One was seen in the ED this week and managed beautifully from what I hear, so lets make sure we all know what to do as this is an orthopedic emergency!
Mechanism:
  • Mc= Post dislocation of talus can be medial, ant, lateral and superior
  • HIGH force injury --> plantar flexion
    • Greatest instability as talus becomes narrower
    • Inversion? posteromedial discplacement + injury to ATF and CF Ligaments
    • Eversion? Lateral dislocation
  • Fall with axial load, car accident
  • mc Young males, pt with previous ankle injuries, Ehrles Danlos
 
Complications:
  • High association with fractures
  • High risk of Neurovascular injury so need FAST RECOGNITION AND REDUCTION!

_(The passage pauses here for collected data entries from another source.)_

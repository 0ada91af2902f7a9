// system-tests/src/lib.rs
// ============================================================================
// Module: Cost Manager System Tests Library
// Description: Shared configuration for live system test scenarios.
// Purpose: Provide common utilities for system-test binaries.
// Dependencies: cost-manager-probe
// ============================================================================

//! ## Overview
//! This crate hosts shared configuration used by the live system-tests
//! binaries in `system-tests/tests`. They run the conformance suite against
//! a real deployment and are gated behind the `system-tests` feature.

// ============================================================================
// SECTION: Modules
// ============================================================================

pub mod config;
// crates/cost-manager-probe/src/lib.rs
// ============================================================================
// Module: Cost Manager Probe Library
// Description: HTTP probes and the sequential conformance suite runner.
// Purpose: Exercise running cost-manager services against the REST contract.
// Dependencies: cost-manager-contract, reqwest, serde, time, tokio, toml, tracing, url
// ============================================================================

//! ## Overview
//! `cost-manager-probe` drives the four cost-manager services over HTTP. It
//! separates two failure classes: transport failures (connection refused,
//! timeouts, interrupted bodies) are retried by a [`RetryPolicy`] or
//! swallowed by [`safe_request`] during setup, while contract violations are
//! fatal to the probe that observed them and never retried.
//!
//! ## Invariants
//! - Probes run one at a time, in [`ProbeId::ALL`] order.
//! - A failing probe never aborts the probes after it.
//! - Setup and teardown requests never fail a run on transport errors alone.

// ============================================================================
// SECTION: Modules
// ============================================================================

pub mod api;
pub mod client;
pub mod config;
pub mod error;
pub mod fixtures;
pub mod probes;
pub mod retry;
pub mod suite;
pub mod summary;

#[cfg(test)]
mod probes_tests;

// ============================================================================
// SECTION: Re-Exports
// ============================================================================

pub use api::CostManagerApi;
pub use client::HttpReply;
pub use client::ServiceClient;
pub use client::Slash;
pub use config::ConfigError;
pub use config::FixtureConfig;
pub use config::Profile;
pub use config::ServiceEndpoints;
pub use config::ServiceKind;
pub use config::SetupMode;
pub use config::SuiteConfig;
pub use error::ProbeError;
pub use error::TransportError;
pub use error::TransportFailure;
pub use error::TransportKind;
pub use fixtures::Fixtures;
pub use probes::ProbeId;
pub use probes::UnknownProbe;
pub use retry::RetryPolicy;
pub use retry::safe_request;
pub use suite::ConformanceSuite;
pub use suite::SuiteContext;
pub use summary::FailureKind;
pub use summary::ProbeOutcome;
pub use summary::ProbeStatus;
pub use summary::SuiteSummary;
// crates/cost-manager-probe/src/config/mod.rs
// ============================================================================
// Module: Suite Configuration
// Description: Typed configuration for the conformance suite.
// Purpose: Combine profile defaults, a TOML file, and environment overrides.
// Dependencies: serde, toml, url
// ============================================================================

//! ## Overview
//! Configuration is resolved in layers: the selected [`Profile`] supplies
//! defaults, an optional TOML file refines them, and `COST_MANAGER_*`
//! environment variables override both. The result is validated fail-closed
//! before any request is sent.

// ============================================================================
// SECTION: Modules
// ============================================================================

mod env;
mod suite;

// ============================================================================
// SECTION: Tests
// ============================================================================


// ============================================================================
// SECTION: Re-exports
// ============================================================================

pub use env::ConformanceEnv;
pub use env::EnvOverrides;
pub use env::read_env_strict;
pub use suite::ConfigError;
pub use suite::ConfigFile;
pub use suite::FixtureConfig;
pub use suite::Profile;
pub use suite::ServiceEndpoints;
pub use suite::ServiceKind;
pub use suite::SetupMode;
pub use suite::SuiteConfig;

    • Can lead to avascular necrosis of the talus, sensation loss and LE tissue necrosis--> gangrene
  • Nonunion/malunion, tendon entrapment, cartilaginous injury chronic arthritis, rarely a/w compartment syndrome
Work up:
  • PE: Edema, tenting os skin, tip along joint line, deformity
  • ALWAYS CHECK FOR PULSES and SENSATION
  • XR- A/P, Late and Mortise views
When to Reduce:
  • Indications:
    • NV compromise- Just reduce! don't need X-rays 1st if high clinical suspicion
    • No compromise- confirm with X-ray first
      • Can be open, can be a/w fracture
  • Contraindications:
    • Multiple failed attempts
    • Subtalar Dislocation
      • Rare, high force on forefoot
      • 20% are irreducible and need OR
Reduction
  • Pre-Procedure:
    • Sedation and pain control is key
    • Have material ready to cast following reduction
  • POST:
  • ANT: Same 1st steps but apply anterior traction to distal tibia and posterior force to foot
Post Reduction:
  • Immbolize with LONG LEG POST splint w/ SUGAR TONG component
  • Repeat X-ray
  • Can cause conversion to open injury during reduction--> give Tdap and abx
  • Ortho Follow up for ORIF
Surgical Indications:
  • Failure to reduce x 2-3 attempts
  • Increasing tension or tenting of skin
  • multiple other intra-articular fractures, subtler dislocation
  • Amputation
Sources: OrthoBullets, Medscape
Wishing everyone a happy and healthy New Years, see you in 2018!